• AIM OF THE TASK
Exactly as they appear, output all of the entries.

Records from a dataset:
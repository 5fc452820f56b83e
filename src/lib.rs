//! folio-rs: content loader for a Markdown/MDX portfolio and blog
//!
//! This crate reads posts, projects and static pages from a content tree,
//! parses their frontmatter and derives listing metadata such as reading time.
//! Rendering is left to whatever consumes the [`content::ContentRepository`].

pub mod commands;
pub mod config;
pub mod content;

use anyhow::Result;
use std::path::Path;

/// The main application handle
#[derive(Debug, Clone)]
pub struct Folio {
    /// Site configuration
    pub config: config::SiteConfig,
    /// Base directory
    pub base_dir: std::path::PathBuf,
    /// Content root (holds posts/, projects/, pages/)
    pub content_dir: std::path::PathBuf,
}

impl Folio {
    /// Create a new instance from a directory, reading `_config.yml` if present
    pub fn new<P: AsRef<Path>>(base_dir: P) -> Result<Self> {
        let base_dir = base_dir.as_ref().to_path_buf();
        let config_path = base_dir.join("_config.yml");

        let config = if config_path.exists() {
            config::SiteConfig::load(&config_path)?
        } else {
            config::SiteConfig::default()
        };

        let content_dir = base_dir.join(&config.content_dir);

        Ok(Self {
            config,
            base_dir,
            content_dir,
        })
    }

    /// Repository over this site's content directories
    pub fn repository(&self) -> content::ContentRepository {
        content::ContentRepository::new(self.config.content_paths(&self.base_dir))
            .with_words_per_minute(self.config.words_per_minute)
    }
}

• EXERCISE SOLUTION
repository 5fc452820f56b83e
filename src/lib.rs
//! folio-rs: content loader for a Markdown/MDX portfolio and blog
//!
//! This crate reads posts, projects and static pages from a content tree,
//! parses their frontmatter and derives listing metadata such as reading time.
//! Rendering is left to whatever consumes the [`content::ContentRepository`].

pub mod commands;
pub mod config;
pub mod content;

use anyhow::Result;
use std::path::Path;

/// The main application handle
#[derive(Debug, Clone)]
pub struct Folio {
    /// Site configuration
    pub config: config::SiteConfig,
    /// Base directory
    pub base_dir: std::path::PathBuf,
    /// Content root (holds posts/, projects/, pages/)
    pub content_dir: std::path::PathBuf,
}

impl Folio {
    /// Create a new instance from a directory, reading `_config.yml` if present
    pub fn new<P: AsRef<Path>>(base_dir: P) -> Result<Self> {
        let base_dir = base_dir.as_ref().to_path_buf();
        let config_path = base_dir.join("_config.yml");

        let config = if config_path.exists() {
            config::SiteConfig::load(&config_path)?
        } else {
            config::SiteConfig::default()
        };

        let content_dir = base_dir.join(&config.content_dir);

        Ok(Self {
            config,
            base_dir,
            content_dir,
        })
    }

    /// Repository over this site's content directories
    pub fn repository(&self) -> content::ContentRepository {
        content::ContentRepository::new(self.config.content_paths(&self.base_dir))
            .with_words_per_minute(self.config.words_per_minute)
    }
}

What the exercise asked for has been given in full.